Asian stock markets continued to tank overnight, as South Korea’s Kospi dropped nearly 4%, Australia’s ASX fell by 2.3%, and Hong Kong’s Hang Seng declined by 1.8%. MSCI’s index of Asia-Pacific stocks outside Japan hits its lowest point since early February.
Currencies have also sold off, led by the Japanese yen and Korean won, which have fallen to their lowest levels against the dollar since May and September 2019, respectively, in the past week.
The euro clawed back some losses against the dollar after dropping to its lowest point versus the greenback since mid-May last week.
S&P 500 futures prices were lower by 1% ahead of markets opening after dropping by more than 1% on Friday.
South Korean President Moon Jae-in called for “emergency steps” on Sunday after the country reported more than 160 new cases of the coronavirus, a number which grew to 833 total infections this morning. The government raised the infectious disease alert to its highest level.
That followed Italy’s announcement of emergency measures—including quarantines for several northern towns—as confirmed cases spiked from three to 132 in a matter of days. It’s now thought to be near 200, making it the largest outbreak outside of Asia. Iran announced its first infections last week and said Monday it had confirmed 43 cases and 12 deaths.
Finance ministers and central bank governors of the world’s largest countries pledged to “enhance global risk monitoring” and warned the coronavirus posed a serious threat to global growth during their weekend meeting.

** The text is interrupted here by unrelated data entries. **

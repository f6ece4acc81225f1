use anyhow::{Context as _, Result};
use authtrace_core::ingest::{Consumer, LineSource};
use authtrace_core::lock::ConsumerLock;
use clap::Args;
use std::fs::File;
use std::io::{self, BufReader, Write};
use std::path::PathBuf;
use std::time::Duration;
use tracing::info;

use super::Context;
use crate::output::{fail, pretty_kv, pretty_section, render_mode};

#[derive(Args, Debug)]
pub struct IngestArgs {
    /// Read events from a file instead of stdin.
    #[arg(long, value_name = "PATH")]
    pub file: Option<PathBuf>,

    /// How long to wait for another consumer to release the store.
    #[arg(long, value_name = "MS", default_value_t = 5_000)]
    pub lock_timeout_ms: u64,
}

/// Execute `authtrace ingest`.
///
/// Holds the consumer lock for the whole run so only one process records
/// activities into a store at a time.
///
/// # Errors
///
/// Returns an error when the lock is held elsewhere, the input cannot be
/// read, or a store failure outlasts the retry policy.
pub fn run_ingest(args: &IngestArgs, ctx: &Context) -> Result<()> {
    let lock = ConsumerLock::acquire(&ctx.store_path, Duration::from_millis(args.lock_timeout_ms))
        .map_err(|err| fail(ctx.output, err.code(), err.to_string()))?;
    let conn = ctx.open_or_create()?;
    let consumer = Consumer::new(&conn, ctx.config.ingest.retry_policy());

    let stats = match &args.file {
        Some(path) => {
            let file =
                File::open(path).with_context(|| format!("open event file {}", path.display()))?;
            consumer.run(&mut LineSource::new(BufReader::new(file)))?
        }
        None => consumer.run(&mut LineSource::new(io::stdin().lock()))?,
    };
    lock.release();

    info!(
        recorded = stats.recorded,
        duplicates = stats.duplicates,
        dropped = stats.dropped,
        failed = stats.failed,
        "ingest finished"
    );

    render_mode(
        ctx.output,
        &stats,
        |s, w| {
            writeln!(
                w,
                "recorded={} duplicates={} dropped={} failed={}",
                s.recorded, s.duplicates, s.dropped, s.failed
            )
        },
        |s, w| {
            pretty_section(w, "Ingest")?;
            pretty_kv(w, "Recorded", s.recorded.to_string())?;
            pretty_kv(w, "Duplicates", s.duplicates.to_string())?;
            pretty_kv(w, "Dropped", s.dropped.to_string())?;
            pretty_kv(w, "Failed", s.failed.to_string())
        },
    )
}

The group of G20 leaders said in their official communique that the virus was central to their discussions. IMF head Kristalina Georgieva revised down the organization’s 2020 growth forecast for China by 0.4% points to 5.6% along with an expected 0.1% point decline in global GDP because of the virus.
“The news flow from the weekend has changed the game somewhat, where the focus is much more on the threat of an outbreak outside of China,” Chris Weston, head of research at broker Pepperstone, told Reuters.
The WHO clarified yesterday that the coronavirus is not yet officially a pandemic, but cautiously added that “it is time to do everything you would do in preparing for a pandemic.” Per Oxford Economics data cited by the FT, if the virus escalates to pandemic levels it could cut global GDP by $1.1 trillion.